Last edited by wuischke (2007-12-27 11:54:57)

Eradest · 2007-12-26 20:59:50

if I could just have what I want ... I really miss an audio player for linux that's similar to foobar2000 in windows (www.foobar2000.org). I supports things like flexible tagging (i. e. adding own custom tags to audio files, very very handy e.g. for classical music), replaygain, masstagging (guessing tags from filenames and vice versa) etc.

But I think this would indeed be a very large project, and probably it would be easier to do it in an OOP language like c++ and not plain c.
I'm not sure about the sound support, be you could write the gui in e.g. QT which would also make it portable to windows

just an idea...

Allan · 2007-12-26 21:49:09

Really, you need to find something you are interested in doing yourself. Do you have a task you think should be automated? How about some software you think is inadequate? Without your own motivation, coding a big project can just get boring.

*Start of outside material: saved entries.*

//! OS identity and distro-specific package installation.

use crate::error::{EncryptionError, EncryptionResult};
use crate::host::{CommandExecutor, HostFs, Logger};
use serde::{Deserialize, Serialize};
use std::fmt;
use std::path::Path;
use std::sync::Arc;

pub const OS_RELEASE_PATH: &str = "/etc/os-release";

/// Detected OS family and version, e.g. `("Ubuntu", "20.04")`.
#[derive(Debug, Clone, PartialEq, Eq, Serialize, Deserialize)]
pub struct DistroInfo {
    pub family: String,
    pub version: String,
}

impl DistroInfo {
    pub fn new(family: impl Into<String>, version: impl Into<String>) -> Self {
        Self {
            family: family.into(),
            version: version.into(),
        }
    }
}

impl fmt::Display for DistroInfo {
    fn fmt(&self, f: &mut fmt::Formatter<'_>) -> fmt::Result {
        write!(f, "{} {}", self.family, self.version)
    }
}

/// Reports the host OS and installs whatever extra packages encryption needs on it.
pub trait DistroPatcher: Send + Sync {
    fn distro_info(&self) -> DistroInfo;

    fn install_extras(&self) -> EncryptionResult<()>;
}

/// Patcher for apt-based hosts that identifies itself from `/etc/os-release`.
pub struct OsReleasePatcher {
    info: DistroInfo,
    packages: Vec<String>,
    executor: Arc<dyn CommandExecutor>,
    logger: Arc<dyn Logger>,
}

impl OsReleasePatcher {
    /// Read the OS identity once; it does not change during a run.
    pub fn detect(
        fs: &dyn HostFs,
        packages: Vec<String>,
        executor: Arc<dyn CommandExecutor>,
        logger: Arc<dyn Logger>,
    ) -> EncryptionResult<Self> {
        let path = Path::new(OS_RELEASE_PATH);
        let contents = fs
            .read_to_string(path)
            .map_err(|err| EncryptionError::file(path, err))?;
        Ok(Self {
            info: parse_os_release(&contents),
            packages,
            executor,
            logger,
        })
    }
}

impl DistroPatcher for OsReleasePatcher {
    fn distro_info(&self) -> DistroInfo {
        self.info.clone()
    }

    fn install_extras(&self) -> EncryptionResult<()> {
        if self.packages.is_empty() {
            self.logger.log("No extra packages configured");
            return Ok(());
        }

        let packages = self.packages.join(" ");
        self.logger
            .log(&format!("Installing extra packages: {packages}"));
        self.executor.execute_in_bash(
            &format!("DEBIAN_FRONTEND=noninteractive apt-get install -y {packages}"),
            true,
        )?;
        Ok(())
    }
}

/// Pull `ID` and `VERSION_ID` out of an os-release file.
///
/// Missing keys come back as empty strings, which no supported-distro check accepts.
pub fn parse_os_release(contents: &str) -> DistroInfo {
    let mut family = String::new();
    let mut version = String::new();

    for line in contents.lines() {
        let Some((key, value)) = line.trim().split_once('=') else {
            continue;
        };
        let value = value.trim().trim_matches('"').trim_matches('\'');
        match key.trim() {
            "ID" => family = value.to_string(),
            "VERSION_ID" => version = value.to_string(),
            _ => {}
        }
    }

    DistroInfo { family, version }
}

#[cfg(test)]
mod tests {
    use super::*;
    use crate::testing::{FakeExecutor, Journal, MemoryFs, MemoryLogger};

    const FOCAL: &str = r#"NAME="Ubuntu"
VERSION="20.04.6 LTS (Focal Fossa)"
ID=ubuntu
ID_LIKE=debian
PRETTY_NAME="Ubuntu 20.04.6 LTS"
VERSION_ID="20.04"
"#;

    #[test]
    fn parses_ubuntu_os_release() {
        assert_eq!(parse_os_release(FOCAL), DistroInfo::new("ubuntu", "20.04"));
    }

    #[test]
    fn missing_keys_are_empty() {
        let info = parse_os_release("NAME=Mystery\n# comment\n");
        assert_eq!(info, DistroInfo::new("", ""));
    }

    #[test]
    fn detect_reads_os_release_through_host_fs() {
        let journal = Journal::default();
        let fs = MemoryFs::new(journal.clone());
        fs.insert(OS_RELEASE_PATH, FOCAL);
        let executor = Arc::new(FakeExecutor::new(journal));

        let patcher = OsReleasePatcher::detect(
            &fs,
            Vec::new(),
            executor,
            Arc::new(MemoryLogger::default()),
        )
        .unwrap();
        assert_eq!(patcher.distro_info().to_string(), "ubuntu 20.04");
    }

    #[test]
    fn install_extras_runs_apt_with_configured_packages() {
        let journal = Journal::default();
        let fs = MemoryFs::new(journal.clone());
        fs.insert(OS_RELEASE_PATH, FOCAL);
        let executor = Arc::new(FakeExecutor::new(journal.clone()));

        let patcher = OsReleasePatcher::detect(
            &fs,
            vec!["cryptsetup-bin".into(), "lvm2".into()],
            executor,
            Arc::new(MemoryLogger::default()),
        )
        .unwrap();
        patcher.install_extras().unwrap();

        assert_eq!(
            journal.commands(),
            vec!["bash: DEBIAN_FRONTEND=noninteractive apt-get install -y cryptsetup-bin lvm2"]
        );
    }

    #[test]
    fn install_extras_without_packages_runs_nothing() {
        let journal = Journal::default();
        let fs = MemoryFs::new(journal.clone());
        fs.insert(OS_RELEASE_PATH, FOCAL);
        let executor = Arc::new(FakeExecutor::new(journal.clone()));

        let patcher = OsReleasePatcher::detect(
            &fs,
            Vec::new(),
            executor,
            Arc::new(MemoryLogger::default()),
        )
        .unwrap();
        patcher.install_extras().unwrap();

        assert!(journal.commands().is_empty());
    }
}
//! Filesystem access for states, markers, and checkpoints.

use std::fs;
use std::io;
use std::os::unix::fs::PermissionsExt;
use std::path::Path;

/// File operations a state is allowed to perform on the host.
pub trait HostFs: Send + Sync {
    fn exists(&self, path: &Path) -> bool;

    fn read(&self, path: &Path) -> io::Result<Vec<u8>>;

    fn write(&self, path: &Path, contents: &[u8]) -> io::Result<()>;

    fn rename(&self, from: &Path, to: &Path) -> io::Result<()>;

    fn copy(&self, from: &Path, to: &Path) -> io::Result<()>;

    /// Add the execute bits for user, group, and other.
    fn set_executable(&self, path: &Path) -> io::Result<()>;

    fn create_dir_all(&self, path: &Path) -> io::Result<()>;

    fn read_to_string(&self, path: &Path) -> io::Result<String> {
        let bytes = self.read(path)?;
        String::from_utf8(bytes).map_err(|err| io::Error::new(io::ErrorKind::InvalidData, err))
    }
}

/// The real filesystem.
#[derive(Debug, Clone, Copy, Default)]
pub struct SystemFs;

impl HostFs for SystemFs {
    fn exists(&self, path: &Path) -> bool {
        path.exists()
    }

    fn read(&self, path: &Path) -> io::Result<Vec<u8>> {
        fs::read(path)
    }

    fn write(&self, path: &Path, contents: &[u8]) -> io::Result<()> {
        fs::write(path, contents)
    }

    fn rename(&self, from: &Path, to: &Path) -> io::Result<()> {
        fs::rename(from, to)
    }

    fn copy(&self, from: &Path, to: &Path) -> io::Result<()> {
        fs::copy(from, to).map(|_| ())
    }

    fn set_executable(&self, path: &Path) -> io::Result<()> {
        let mode = fs::metadata(path)?.permissions().mode();
        fs::set_permissions(path, fs::Permissions::from_mode(mode | 0o111))
    }

    fn create_dir_all(&self, path: &Path) -> io::Result<()> {
        fs::create_dir_all(path)
    }
}

#[cfg(test)]
mod tests {
    use super::*;

    #[test]
    fn copy_then_set_executable() {
        let dir = tempfile::tempdir().unwrap();
        let source = dir.path().join("crypt-ade-hook");
        let dest = dir.path().join("hooks").join("crypt-ade-hook");
        fs::write(&source, "#!/bin/sh\nexit 0\n").unwrap();
        fs::set_permissions(&source, fs::Permissions::from_mode(0o644)).unwrap();

        let host = SystemFs;
        host.create_dir_all(dest.parent().unwrap()).unwrap();
        host.copy(&source, &dest).unwrap();
        host.set_executable(&dest).unwrap();

        let mode = fs::metadata(&dest).unwrap().permissions().mode() & 0o777;
        assert_eq!(mode, 0o755);
        assert_eq!(host.read_to_string(&dest).unwrap(), "#!/bin/sh\nexit 0\n");
    }

    #[test]
    fn read_to_string_rejects_invalid_utf8() {
        let dir = tempfile::tempdir().unwrap();
        let path = dir.path().join("blob");
        fs::write(&path, [0xff, 0xfe]).unwrap();

        let err = SystemFs.read_to_string(&path).unwrap_err();
        assert_eq!(err.kind(), io::ErrorKind::InvalidData);
    }
}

Anyway, being selfish, how about a full on GTK based latex IDE. Amyedit is just not full featured enough.

wuischke · 2007-12-27 09:05:37

I've got an idea, although it will have a limited user base.

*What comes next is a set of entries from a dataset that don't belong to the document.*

//! Prepare Host
//!
//! Runs the standard encryption-preparation workflow.
//!
//! By default the workflow runs against an in-memory Ubuntu 20.04 host and prints
//! every host effect it would have applied. With `--apply` it runs against this
//! machine, which needs root and will patch units, stage initramfs scripts, and stop
//! snap units.
//!
//! Run with: cargo run --example prepare_host -- [--apply] [config.json]

use cryptprep::testing::TestHost;
use cryptprep::{EncryptionConfig, EncryptionContext, EncryptionResult, EncryptionStateMachine, RunReport};
use log::{LevelFilter, Metadata, Record};
use std::path::PathBuf;
use std::sync::Arc;

/// Prints `log` records from the workflow to stdout.
struct StdoutLog;

impl log::Log for StdoutLog {
    fn enabled(&self, metadata: &Metadata) -> bool {
        metadata.target().starts_with("cryptprep")
    }

    fn log(&self, record: &Record) {
        if self.enabled(record.metadata()) {
            println!("  | {}", record.args());
        }
    }

    fn flush(&self) {}
}

static STDOUT_LOG: StdoutLog = StdoutLog;

fn main() {
    let mut apply = false;
    let mut config_path = None;
    for arg in std::env::args().skip(1) {
        match arg.as_str() {
            "--apply" => apply = true,
            path => config_path = Some(PathBuf::from(path)),
        }
    }

    let result = if apply {
        run_on_this_host(config_path)
    } else {
        dry_run()
    };

    match result {
        Ok(report) => print_report(&report),
        Err(err) => {
            eprintln!("\nPreparation failed: {err}");
            std::process::exit(1);
        }
    }
}

fn dry_run() -> EncryptionResult<RunReport> {
    println!("=== Dry run against an in-memory host ===\n");
    let host = TestHost::new();
    host.seed_prerequisites("[Unit]\nDescription=Azure Linux Agent\n\n[Service]\nType=simple\n");

    let mut machine = EncryptionStateMachine::standard(host.context())?;
    let report = machine.run()?;

    println!("\nHost effects:");
    for event in host.journal.events() {
        println!("  {event:?}");
    }
    Ok(report)
}

fn run_on_this_host(config_path: Option<PathBuf>) -> EncryptionResult<RunReport> {
    println!("=== Preparing this host ===\n");
    let config = match config_path {
        Some(path) => EncryptionConfig::load(&path)?,
        None => EncryptionConfig::default(),
    };

    let _ = log::set_logger(&STDOUT_LOG).map(|()| log::set_max_level(LevelFilter::Info));
    let context = EncryptionContext::system(config)?;

    let mut machine = EncryptionStateMachine::standard(Arc::new(context))?;
    machine.run()
}

fn print_report(report: &RunReport) {
    println!("\n=== Summary ===");
    println!("Completed: {:?}", report.completed);
    println!("Skipped:   {:?}", report.skipped);
    if let Some(id) = &report.resumed_from {
        println!("Resumed from checkpoint {id}");
    }
    if let Some(duration) = report.history.duration() {
        println!("Took {duration:?}");
    }
}
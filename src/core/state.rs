//! The contract every encryption state honours.

use super::guard::StateGuard;
use crate::error::EncryptionResult;

/// One guarded phase of the host-preparation workflow.
///
/// The driver may call [`should_enter`](Self::should_enter) any number of times, for
/// instance after the workflow resumes from a reboot, so it must never touch the host.
/// [`enter`](Self::enter) performs the phase's mutations and has to start by checking
/// `should_enter` itself, returning `Ok(())` untouched when that says no; that way
/// callers can invoke it unconditionally. Any `Err` from `enter` aborts the whole
/// workflow.
///
/// The provided methods delegate to the state's [`StateGuard`]. Concrete states that
/// override them should still consult the guard, the same way an override calls its
/// parent.
///
/// # Example
///
/// ```rust
/// use cryptprep::core::{EncryptionState, StateGuard};
/// use cryptprep::{EncryptionContext, EncryptionResult};
/// use std::sync::Arc;
///
/// struct ReloadUnits {
///     guard: StateGuard,
/// }
///
/// impl ReloadUnits {
///     fn new(context: Arc<EncryptionContext>) -> Self {
///         Self {
///             guard: StateGuard::new("ReloadUnits", context),
///         }
///     }
/// }
///
/// impl EncryptionState for ReloadUnits {
///     fn guard(&self) -> &StateGuard {
///         &self.guard
///     }
///
///     fn guard_mut(&mut self) -> &mut StateGuard {
///         &mut self.guard
///     }
///
///     fn enter(&mut self) -> EncryptionResult<()> {
///         if !self.should_enter() {
///             return Ok(());
///         }
///         let context = self.guard.context();
///         context
///             .executor()
///             .execute(&cryptprep::host::systemd::daemon_reload(), true)?;
///         Ok(())
///     }
/// }
/// ```
pub trait EncryptionState: Send {
    fn guard(&self) -> &StateGuard;

    fn guard_mut(&mut self) -> &mut StateGuard;

    /// Unique name; also the state's marker file name.
    fn name(&self) -> &str {
        self.guard().name()
    }

    /// Whether the driver should enter this state. No host mutation.
    fn should_enter(&self) -> bool {
        self.guard().should_enter()
    }

    /// Apply this state's host mutations.
    fn enter(&mut self) -> EncryptionResult<()>;

    /// Whether the state is complete and the workflow may advance.
    fn should_exit(&mut self) -> EncryptionResult<bool> {
        self.guard_mut().should_exit()
    }
}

When I write a verb conjugator for Italian (if I have the time I can write Spanish or German data files as well) I can make my C prof and my Italian teacher happy. I want it to act like a local webserver and control it with a browser, but the actual front-end could use a terminal or GTK2 as well, haven't decided yet.

I'm busy reading about garbage collection (read: simplified memory management), multi-platform TCP-sockets and similar stuff anyway, so if anyone has a good idea, please keep it coming.

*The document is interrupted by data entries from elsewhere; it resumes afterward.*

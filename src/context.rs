//! Shared, read-mostly context handed to every state of a workflow run.

use crate::config::EncryptionConfig;
use crate::error::EncryptionResult;
use crate::host::{
    CommandExecutor, DistroPatcher, HostFs, LogLogger, Logger, OsReleasePatcher,
    SystemCommandExecutor, SystemFs,
};
use std::sync::Arc;

/// Everything a state needs to observe or mutate the host.
///
/// Built once by whoever owns the run and shared through `Arc`; there are no
/// mutating accessors, so states can only change the host, never the context.
pub struct EncryptionContext {
    config: EncryptionConfig,
    logger: Arc<dyn Logger>,
    distro_patcher: Arc<dyn DistroPatcher>,
    executor: Arc<dyn CommandExecutor>,
    fs: Arc<dyn HostFs>,
}

impl EncryptionContext {
    pub fn new(
        config: EncryptionConfig,
        logger: Arc<dyn Logger>,
        distro_patcher: Arc<dyn DistroPatcher>,
        executor: Arc<dyn CommandExecutor>,
        fs: Arc<dyn HostFs>,
    ) -> Self {
        Self {
            config,
            logger,
            distro_patcher,
            executor,
            fs,
        }
    }

    /// Wire the real host: `log` facade, `std::process`, the real filesystem, and an
    /// apt patcher identified from `/etc/os-release`.
    pub fn system(config: EncryptionConfig) -> EncryptionResult<Self> {
        Self::from_host(config, Arc::new(LogLogger), Arc::new(SystemFs))
    }

    /// Like [`system`](Self::system), but with the given logger and filesystem.
    /// Commands still run through `std::process`.
    pub fn from_host(
        config: EncryptionConfig,
        logger: Arc<dyn Logger>,
        fs: Arc<dyn HostFs>,
    ) -> EncryptionResult<Self> {
        let config = config.validated()?;
        let executor: Arc<dyn CommandExecutor> = Arc::new(SystemCommandExecutor::new(
            Arc::clone(&logger),
            config.command_timeout(),
        ));
        let distro_patcher = Arc::new(OsReleasePatcher::detect(
            fs.as_ref(),
            config.extra_packages.clone(),
            Arc::clone(&executor),
            Arc::clone(&logger),
        )?);

        Ok(Self::new(config, logger, distro_patcher, executor, fs))
    }

    pub fn config(&self) -> &EncryptionConfig {
        &self.config
    }

    pub fn logger(&self) -> &dyn Logger {
        self.logger.as_ref()
    }

    pub fn distro_patcher(&self) -> &dyn DistroPatcher {
        self.distro_patcher.as_ref()
    }

    pub fn executor(&self) -> &dyn CommandExecutor {
        self.executor.as_ref()
    }

    pub fn fs(&self) -> &dyn HostFs {
        self.fs.as_ref()
    }

    /// Owned handle for collaborators that outlive a borrow of the context.
    pub fn shared_fs(&self) -> Arc<dyn HostFs> {
        Arc::clone(&self.fs)
    }

    pub fn log(&self, message: &str) {
        self.logger.log(message);
    }
}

Your above ideas have both a big problem: Not using existing code would be crazy. But with the amount of code already available it would be almost like piecing a puzzle together and that's not exactly what our prof expects.

Last edited by wuischke (2007-12-27 09:17:31)

Mantaar · 2007-12-27 10:22:38

wuischke wrote:

I've got an idea, although it will have a limited user base.

Why limited user base? It's a very nice idea - basically what I'm doing over here all day (OK, I'm more interested in parsing/semantics and word/neural nets, but morphology is still there somwhere).

Basically, you'll be happy to hear that doing this doesn't really require OOP. I think you should have heard about FSA-Theory - that's pretty much the holy grail of Morphology in NLP for now - though Kartunnen, the guy who actually proposed that back in the seventies or eighties already acknowledged it's not quite adequate for Finnish, his native language. But for Italian you should be OK with FSAs. You can then wade through a text and even recognize those forms (Basically, just producing them is quite boring... at least for a Computational Linguist )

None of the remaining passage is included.